Regarding the prohibition of processing of special categories of personal data (data concerning health), AZOP, unlike many other supervisory authorities, finds another provision of the GDPR as the applicable exception.  AZOP states:

“processing is necessary for the purposes of carrying out the obligations and exercising specific rights of the controller or of the data subject in the field of employment and social security and social protection law”.

AZOP put an accent on the recital 4 of the GDPR. The Article states that the processing of personal data should be designed to serve mankind. The right to the protection of personal data is not an absolute right. It must be considered in relation to its function in society and be balanced against other fundamental rights, in accordance with the principle of proportionality. It is of great importance that any processing performed has legal grounds, and is necessary and proportional. Personal data processed should be adequate, relevant, and limited regarding the purposes to which they are processed.

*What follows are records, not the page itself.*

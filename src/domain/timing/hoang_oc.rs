//! Hoang Ốc check: the 6-station house-luck cycle over nominal age.

use serde::{Deserialize, Serialize};
use std::fmt;

/// The six Hoang Ốc stations, in cycle order.
#[derive(Debug, Clone, Copy, PartialEq, Eq, Hash, Serialize, Deserialize)]
#[serde(rename_all = "snake_case")]
pub enum HoangOcStation {
    NhatCat,
    NhiNghi,
    TamDiaSat,
    TuTanTai,
    NguThoTu,
    LucHoangOc,
}

impl HoangOcStation {
    /// Returns all stations in cycle order.
    pub fn all() -> &'static [HoangOcStation] {
        &[
            HoangOcStation::NhatCat,
            HoangOcStation::NhiNghi,
            HoangOcStation::TamDiaSat,
            HoangOcStation::TuTanTai,
            HoangOcStation::NguThoTu,
            HoangOcStation::LucHoangOc,
        ]
    }

    /// Returns the Vietnamese label.
    pub fn label(&self) -> &'static str {
        match self {
            HoangOcStation::NhatCat => "Nhất Cát",
            HoangOcStation::NhiNghi => "Nhì Nghi",
            HoangOcStation::TamDiaSat => "Tam Địa Sát",
            HoangOcStation::TuTanTai => "Tứ Tấn Tài",
            HoangOcStation::NguThoTu => "Ngũ Thọ Tử",
            HoangOcStation::LucHoangOc => "Lục Hoang Ốc",
        }
    }

    /// The 3rd, 5th, and 6th stations are the bad ones.
    pub fn is_bad(&self) -> bool {
        matches!(
            self,
            HoangOcStation::TamDiaSat | HoangOcStation::NguThoTu | HoangOcStation::LucHoangOc
        )
    }
}

impl fmt::Display for HoangOcStation {
    fn fmt(&self, f: &mut fmt::Formatter<'_>) -> fmt::Result {
        f.write_str(self.label())
    }
}

/// Result of the Hoang Ốc check for a nominal age.
#[derive(Debug, Clone, Copy, PartialEq, Eq, Serialize, Deserialize)]
pub struct HoangOcCheck {
    pub station: HoangOcStation,
    pub is_bad: bool,
}

impl HoangOcCheck {
    /// Runs the check: index = 5 when age mod 6 == 0, else
    /// (age mod 6) - 1.
    pub fn of_age(age: i32) -> HoangOcCheck {
        let m = age.rem_euclid(6);
        let idx = if m == 0 { 5 } else { (m - 1) as usize };
        let station = HoangOcStation::all()[idx];
        HoangOcCheck {
            station,
            is_bad: station.is_bad(),
        }
    }
}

Statement of the European Data Protection Board

EDPB also issued its statement regarding the processing of personal data during the outbreak at 16th of March 2020.

Andrea Jelinek, Chair of the European Data Protection Board (EDPB), stated:

“Data protection rules (such as GDPR) do not hinder measures taken in the fight against the coronavirus pandemic. However, I would like to underline that, even in these exceptional times, the data controller must ensure the protection of the personal data of the data subjects. Therefore, a number of considerations should be taken into account to guarantee the lawful processing of personal data.”

EDPB also states that the GDPR has explicitly foreseen situations like these and provides legal grounds other than consent for processing of personal data. For instance, legal grounds for processing data concerning health exists when it is necessary for employers for reasons of public interest in the area of public health. It can also be necessary in order to protect vital interests or to comply with another legal obligation.

Regarding processing of electronic communication data, such as mobile location data, additional rules apply.

The national laws implementing the ePrivacy Directive provide for the principle that the location data can only be used by the operator when they are made anonymous, or with the consent of the individuals.”

This means that the public authorities should first process location data in an anonymous way. In the event this is not possible, the Article 15 of the ePrivacy Directive enables the member states to introduce legislative measures pursuing national security and public security.


Since the opinions of supervisory authorities are diverging on certain points, we cannot give you one simple advice. What is certain is that you should follow the advice of your national supervisory authority, submit to your government’s decrees, and hold your activities at a high standard. Remember to process personal data in a manner that is necessary and proportionate to the purposes to which the data is being processed.

The GDPR has given plenty of alternative paths which allow extraordinary scope of processing. The regulation in no way precludes measures needed to be taken for the public health and national security. These goals can be attained without any hinderance from privacy regulation. Just make sure you do not go beyond what is necessary.